(dissenting). There is no dispute that on the 27th day of January, 1911, the respondents, Williams & Conlon, served upon the executors the claim in question, amounting to $241.56, for services alleged to have been rendered to the deceased between the 14th day of July, 1897, and August, 1907. This claim was rejected by the executors by a notice in writing which was served upon one of the members of the firm of Williams & Conlon on the 1st day of March, 1911. On the 25th day of April, 1911, a consent in writing was signed by the executors and claimants, agreeing and consenting by and between the parties that:
*307“The said claim may and shall be submitted to the surrogate of the county of Delaware for hearing and determination by him upon the judicial settlements of the accounts of said executors.”
This was unquestionably intended by the parties as one of the steps to bring the matter before the surrogate upon the judicial settlement of the account, under the provisions of section 1822 of the Code of Civil Procedure, and if the same had been filed with the surrogate within the time fixed by law there would have been no question of the jurisdiction of the surrogate to determine the validity and amount of the claim. This was not done. The six months’ limit fixed by the statute expired on the 1st day of September, 1911, and the consent was not filed until the 18th day of that month.
The facts appearing as above upon the judicial settlement, the counsel for the executors moved to dismiss the claim on the ground that the surrogate was without jurisdiction to determine its validity, and that such claim was barred by the short statute of limitations, as fixed by section 1822 of the Code of Civil Procedure. The learned surrogate denied the motion, holding that the written agreement was something more than the consent required by the statute; that it was in the nature of a stipulation, or waiver, and proceeded to the determination of the claim upon the merits, finding in favor of the respondents. The executor appeals from the decree, in so far as it allows the clainl of the respondents, and their costs and allowances.
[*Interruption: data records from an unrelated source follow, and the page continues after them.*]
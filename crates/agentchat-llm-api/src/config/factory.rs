use anyhow::Result;
use std::sync::Arc;

use crate::client::{gemini::GeminiClient, openai::OpenAiCompatibleClient, LlmClient};
use crate::config::{get_default_model_for_backend, get_default_url_for_backend, BackendType, ClientOptions};
use crate::error::LlmError;

/// Client factory for creating LLM clients
pub struct ClientFactory;

impl ClientFactory {
    /// Create an LLM client based on the specified backend type
    ///
    /// # Arguments
    /// * `backend` - The backend type to use (Gemini, OpenAI, Llama)
    /// * `api_key` - API key for authentication (not needed for llama.cpp)
    /// * `model` - Model name to use (backend default if None)
    /// * `api_url` - Optional custom API URL (uses default if None; required for llama.cpp)
    /// * `options` - Timeout and verbosity shared by every backend
    pub fn create(
        backend: BackendType,
        api_key: Option<String>,
        model: Option<String>,
        api_url: Option<String>,
        options: &ClientOptions,
    ) -> Result<Arc<dyn LlmClient>> {
        let model = model.unwrap_or_else(|| get_default_model_for_backend(backend).to_string());
        let api_url = api_url.or_else(|| get_default_url_for_backend(backend).map(str::to_string));

        match backend {
            BackendType::Gemini => {
                let key = api_key.ok_or(LlmError::MissingApiKey { backend: "gemini" })?;
                let url = api_url.ok_or(LlmError::MissingApiUrl { backend: "gemini" })?;
                Ok(Arc::new(GeminiClient::new(key, model, url, options)?))
            }
            BackendType::OpenAI => {
                let key = api_key.ok_or(LlmError::MissingApiKey { backend: "openai" })?;
                let url = api_url.ok_or(LlmError::MissingApiUrl { backend: "openai" })?;
                Ok(Arc::new(OpenAiCompatibleClient::new(Some(key), model, &url, "openai", options)?))
            }
            BackendType::Llama => {
                let url = api_url.ok_or(LlmError::MissingApiUrl { backend: "llama" })?;
                Ok(Arc::new(OpenAiCompatibleClient::new(api_key, model, &url, "llama", options)?))
            }
        }
    }
}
In the view which we take of the matter it is not necessary to consider the merits of this claim, a portion of which appears to have been barred by the statute of limitations, which it was the duty of the executors to assert. Schutz v. Morette, 146 N. Y. 137, 143, 40 N. E. 780, and authorities there cited. The claimant, within six months of the time of rejection of the claim, ánd notice thereof, was bound to either file the consent or to bring an action, in order to preserve his rights. Matter of Brown, 76 App. Div. 185, 78 N. Y. Supp. 297. The statute makes the filing of the consent by both parties a condition of the jurisdiction of the surrogate, and the surrogate has no jurisdiction of the subject-matter without such filing. Consent may give jurisdiction of the person where the court has jurisdiction of the subject-matter, but we know of no rule of law which permits parties to enlarge upon the jurisdiction of tribunals of the subject-matter by stipulation. Matter of Walker, 136 N. Y. 20, 29, 32 N. E. 633. But here there was no attempt to stipulate an increase of the jurisdiction; the parties merely joined in a written consent, and if the claimants had filed the paper there would have been a full compliance with the statute. But it was not filed, and the surrogate had no jurisdiction to determine the questions involved.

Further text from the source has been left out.